=== Material provided ===
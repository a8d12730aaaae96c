//! Batch extraction pipeline.
//!
//! Runs schema-guided extraction over a batch of URLs with bounded
//! concurrency and independent per-item failure isolation. For each URL:
//! fetch → normalize → extract → parse/repair → contain to schema. A failure
//! in any item is captured into that item's outcome and never affects its
//! siblings; the batch only fails fast on invalid input, before any network
//! activity starts.

use std::sync::atomic::{AtomicUsize, Ordering};
use std::sync::Arc;
use std::time::Duration;

use indexmap::IndexMap;
use serde_json::Value;
use tokio::sync::Semaphore;
use tracing::{debug, info, warn};

use crate::error::{ExtractError, FetchError, ItemError, ValidationError, ValidationResult};
use crate::normalize::Normalizer;
use crate::repair::parse_lenient;
use crate::traits::{Extractor, Fetcher};
use crate::types::{BatchResult, ExtractionOutcome, Schema};

/// Hard ceiling on the worker pool size.
pub const MAX_CONCURRENCY: usize = 10;

/// Default worker pool size.
pub const DEFAULT_CONCURRENCY: usize = 5;

/// Default per-request deadline, applied independently to each item's fetch
/// and extraction calls.
pub const DEFAULT_TIMEOUT: Duration = Duration::from_secs(30);

/// Configuration for a batch run.
#[derive(Debug, Clone)]
pub struct BatchConfig {
    /// Maximum items in flight at once
    pub concurrency: usize,

    /// Deadline applied separately to each item's fetch and extract calls
    pub timeout: Duration,

    /// Ceiling on normalized document size, in characters
    pub max_document_chars: usize,
}

impl Default for BatchConfig {
    fn default() -> Self {
        Self {
            concurrency: DEFAULT_CONCURRENCY,
            timeout: DEFAULT_TIMEOUT,
            max_document_chars: crate::normalize::DEFAULT_MAX_CHARS,
        }
    }
}

impl BatchConfig {
    pub fn new() -> Self {
        Self::default()
    }

    /// Set the worker pool size.
    pub fn with_concurrency(mut self, concurrency: usize) -> Self {
        self.concurrency = concurrency;
        self
    }

    /// Set the per-request deadline.
    pub fn with_timeout(mut self, timeout: Duration) -> Self {
        self.timeout = timeout;
        self
    }

    /// Set the normalized-document size ceiling.
    pub fn with_max_document_chars(mut self, max_chars: usize) -> Self {
        self.max_document_chars = max_chars;
        self
    }
}

/// Schema-guided batch extraction over injected capabilities.
///
/// # Example
///
/// ```rust,ignore
/// use pagesift::{BatchConfig, BatchPipeline, Schema};
/// use pagesift::fetchers::HttpFetcher;
/// use pagesift::extractors::ClaudeExtractor;
///
/// let pipeline = BatchPipeline::new(HttpFetcher::new(), ClaudeExtractor::from_env()?)
///     .with_config(BatchConfig::new().with_concurrency(8));
/// let schema = Schema::from_json(r#"{"title": "string", "price": "number"}"#)?;
/// let result = pipeline.run(&urls, &schema).await?;
/// ```
pub struct BatchPipeline<F, E> {
    fetcher: F,
    extractor: E,
    normalizer: Normalizer,
    config: BatchConfig,
}

impl<F: Fetcher, E: Extractor> BatchPipeline<F, E> {
    /// Create a pipeline with default configuration.
    pub fn new(fetcher: F, extractor: E) -> Self {
        let config = BatchConfig::default();
        Self {
            normalizer: Normalizer::new().with_max_chars(config.max_document_chars),
            fetcher,
            extractor,
            config,
        }
    }

    /// Replace the configuration.
    pub fn with_config(mut self, config: BatchConfig) -> Self {
        self.normalizer = Normalizer::new().with_max_chars(config.max_document_chars);
        self.config = config;
        self
    }

    pub fn config(&self) -> &BatchConfig {
        &self.config
    }

    /// Run the batch.
    ///
    /// Returns one outcome per input URL, in input order, regardless of how
    /// many individual items failed. Fails fast with a [`ValidationError`]
    /// on invalid input, before any capability is invoked.
    pub async fn run(&self, urls: &[String], schema: &Schema) -> ValidationResult<BatchResult> {
        let concurrency = self.validate(urls, schema)?;

        info!(
            urls = urls.len(),
            fields = schema.len(),
            concurrency,
            fetcher = self.fetcher.name(),
            extractor = self.extractor.name(),
            "batch starting"
        );

        let semaphore = Arc::new(Semaphore::new(concurrency));
        let completed = Arc::new(AtomicUsize::new(0));
        let total = urls.len();

        let tasks = urls.iter().enumerate().map(|(index, url)| {
            let semaphore = Arc::clone(&semaphore);
            let completed = Arc::clone(&completed);
            async move {
                let _permit = semaphore.acquire().await.unwrap();
                let outcome = self.process_one(url, schema).await;
                let done = completed.fetch_add(1, Ordering::Relaxed) + 1;
                debug!(
                    url = %url,
                    index,
                    done,
                    total,
                    success = outcome.is_success(),
                    "item processed"
                );
                outcome
            }
        });

        // join_all yields results in input order, not completion order
        let outcomes = futures::future::join_all(tasks).await;
        let result = BatchResult::new(outcomes);

        info!(
            succeeded = result.success_count(),
            failed = result.failure_count(),
            "batch complete"
        );

        Ok(result)
    }

    /// Check preconditions. Returns the effective concurrency.
    fn validate(&self, urls: &[String], schema: &Schema) -> ValidationResult<usize> {
        if urls.is_empty() {
            return Err(ValidationError::EmptyUrls);
        }
        if schema.is_empty() {
            return Err(ValidationError::EmptySchema);
        }
        if self.config.concurrency == 0 {
            return Err(ValidationError::ZeroConcurrency);
        }
        if self.config.timeout.is_zero() {
            return Err(ValidationError::ZeroTimeout);
        }

        for url in urls {
            let parsed = url::Url::parse(url)
                .map_err(|_| ValidationError::InvalidUrl { url: url.clone() })?;
            if !matches!(parsed.scheme(), "http" | "https") || parsed.host_str().is_none() {
                return Err(ValidationError::InvalidUrl { url: url.clone() });
            }
        }

        let concurrency = if self.config.concurrency > MAX_CONCURRENCY {
            warn!(
                requested = self.config.concurrency,
                ceiling = MAX_CONCURRENCY,
                "concurrency clamped to ceiling"
            );
            MAX_CONCURRENCY
        } else {
            self.config.concurrency
        };

        Ok(concurrency)
    }

    /// Run the four-step algorithm for one URL, isolated from siblings.
    async fn process_one(&self, url: &str, schema: &Schema) -> ExtractionOutcome {
        // 1. Fetch, deadline-bounded from the outside as well so a stalled
        //    implementation cannot hold a worker past the timeout
        let fetched = tokio::time::timeout(
            self.config.timeout,
            self.fetcher.fetch(url, self.config.timeout),
        )
        .await;

        let page = match fetched {
            Ok(Ok(page)) => page,
            Ok(Err(e)) => {
                warn!(url = %url, error = %e, "fetch failed");
                return ExtractionOutcome::failure(url, ItemError::Fetch(e), false);
            }
            Err(_) => {
                warn!(url = %url, "fetch timed out");
                return ExtractionOutcome::failure(
                    url,
                    ItemError::Fetch(FetchError::Timeout {
                        url: url.to_string(),
                    }),
                    false,
                );
            }
        };

        // 2. Normalize
        let document = match self.normalizer.normalize(&page) {
            Ok(document) => document,
            Err(e) => {
                warn!(url = %url, error = %e, "normalization failed");
                return ExtractionOutcome::failure(url, e, false);
            }
        };
        let truncated = document.truncated;

        // 3. Extract
        let extracted = tokio::time::timeout(
            self.config.timeout,
            self.extractor.extract(&document, schema, self.config.timeout),
        )
        .await;

        let raw = match extracted {
            Ok(Ok(raw)) => raw,
            Ok(Err(e)) => {
                warn!(url = %url, error = %e, "extraction failed");
                return ExtractionOutcome::failure(url, ItemError::Extraction(e), truncated);
            }
            Err(_) => {
                warn!(url = %url, "extraction timed out");
                return ExtractionOutcome::failure(
                    url,
                    ItemError::Extraction(ExtractError::Timeout),
                    truncated,
                );
            }
        };

        // 4. Parse (tolerating near-valid JSON), then contain to the schema
        let value = match parse_lenient(&raw) {
            Ok(value) => value,
            Err(e) => {
                warn!(url = %url, error = %e, "unparseable extraction response");
                return ExtractionOutcome::failure(
                    url,
                    ItemError::Parse {
                        reason: e.to_string(),
                        raw,
                    },
                    truncated,
                );
            }
        };

        match contain_to_schema(value, schema) {
            Ok(fields) => ExtractionOutcome::success(url, fields, truncated),
            Err(reason) => {
                warn!(url = %url, reason = %reason, "extraction response had wrong shape");
                ExtractionOutcome::failure(url, ItemError::Parse { reason, raw }, truncated)
            }
        }
    }
}

/// Restrict a parsed payload to the schema's declared fields.
///
/// Extra keys the capability invented are dropped; declared fields the
/// capability omitted stay absent. Field order follows the schema.
fn contain_to_schema(value: Value, schema: &Schema) -> Result<IndexMap<String, Value>, String> {
    let Value::Object(mut map) = value else {
        return Err(format!(
            "expected a JSON object, got {}",
            json_type_name(&value)
        ));
    };

    let mut fields = IndexMap::new();
    for (name, _) in schema.fields() {
        if let Some(v) = map.remove(name) {
            fields.insert(name.to_string(), v);
        }
    }

    Ok(fields)
}

fn json_type_name(value: &Value) -> &'static str {
    match value {
        Value::Null => "null",
        Value::Bool(_) => "boolean",
        Value::Number(_) => "number",
        Value::String(_) => "string",
        Value::Array(_) => "array",
        Value::Object(_) => "object",
    }
}

#[cfg(test)]
mod tests {
    use super::*;
    use serde_json::json;

    #[test]
    fn containment_drops_extra_keys() {
        let schema = Schema::from_json(r#"{"title": "string", "price": "number"}"#).unwrap();
        let value = json!({"title": "Widget", "price": 9.99, "injected": "nope"});

        let fields = contain_to_schema(value, &schema).unwrap();

        assert_eq!(fields.len(), 2);
        assert_eq!(fields["title"], json!("Widget"));
        assert!(!fields.contains_key("injected"));
    }

    #[test]
    fn containment_allows_missing_and_null_fields() {
        let schema =
            Schema::from_json(r#"{"title": "string", "price": "number", "sku": "string"}"#)
                .unwrap();
        let value = json!({"title": "Widget", "price": null});

        let fields = contain_to_schema(value, &schema).unwrap();

        assert_eq!(fields["price"], json!(null));
        assert!(!fields.contains_key("sku"));
    }

    #[test]
    fn containment_preserves_schema_order() {
        let schema =
            Schema::from_json(r#"{"first": "string", "second": "string"}"#).unwrap();
        let value = json!({"second": "b", "first": "a"});

        let fields = contain_to_schema(value, &schema).unwrap();
        let keys: Vec<_> = fields.keys().cloned().collect();
        assert_eq!(keys, vec!["first", "second"]);
    }

    #[test]
    fn containment_rejects_non_objects() {
        let schema = Schema::from_json(r#"{"title": "string"}"#).unwrap();
        let err = contain_to_schema(json!([1, 2, 3]), &schema).unwrap_err();
        assert!(err.contains("array"));
    }

    #[test]
    fn config_builders() {
        let config = BatchConfig::new()
            .with_concurrency(8)
            .with_timeout(Duration::from_secs(5))
            .with_max_document_chars(1000);

        assert_eq!(config.concurrency, 8);
        assert_eq!(config.timeout, Duration::from_secs(5));
        assert_eq!(config.max_document_chars, 1000);
    }
}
===
Your instructions:
Could you copy exactly the lines from the first line of the records above through the line containing "the per-request deadline.", both included, and nothing else?

Task result:
repository a8d12730aaaae96c
//! Batch extraction pipeline.
//!
//! Runs schema-guided extraction over a batch of URLs with bounded
//! concurrency and independent per-item failure isolation. For each URL:
//! fetch → normalize → extract → parse/repair → contain to schema. A failure
//! in any item is captured into that item's outcome and never affects its
//! siblings; the batch only fails fast on invalid input, before any network
//! activity starts.

use std::sync::atomic::{AtomicUsize, Ordering};
use std::sync::Arc;
use std::time::Duration;

use indexmap::IndexMap;
use serde_json::Value;
use tokio::sync::Semaphore;
use tracing::{debug, info, warn};

use crate::error::{ExtractError, FetchError, ItemError, ValidationError, ValidationResult};
use crate::normalize::Normalizer;
use crate::repair::parse_lenient;
use crate::traits::{Extractor, Fetcher};
use crate::types::{BatchResult, ExtractionOutcome, Schema};

/// Hard ceiling on the worker pool size.
pub const MAX_CONCURRENCY: usize = 10;

/// Default worker pool size.
pub const DEFAULT_CONCURRENCY: usize = 5;

/// Default per-request deadline, applied independently to each item's fetch
/// and extraction calls.
pub const DEFAULT_TIMEOUT: Duration = Duration::from_secs(30);

/// Configuration for a batch run.
#[derive(Debug, Clone)]
pub struct BatchConfig {
    /// Maximum items in flight at once
    pub concurrency: usize,

    /// Deadline applied separately to each item's fetch and extract calls
    pub timeout: Duration,

    /// Ceiling on normalized document size, in characters
    pub max_document_chars: usize,
}

impl Default for BatchConfig {
    fn default() -> Self {
        Self {
            concurrency: DEFAULT_CONCURRENCY,
            timeout: DEFAULT_TIMEOUT,
            max_document_chars: crate::normalize::DEFAULT_MAX_CHARS,
        }
    }
}

impl BatchConfig {
    pub fn new() -> Self {
        Self::default()
    }

    /// Set the worker pool size.
    pub fn with_concurrency(mut self, concurrency: usize) -> Self {
        self.concurrency = concurrency;
        self
    }

    /// Set the per-request deadline.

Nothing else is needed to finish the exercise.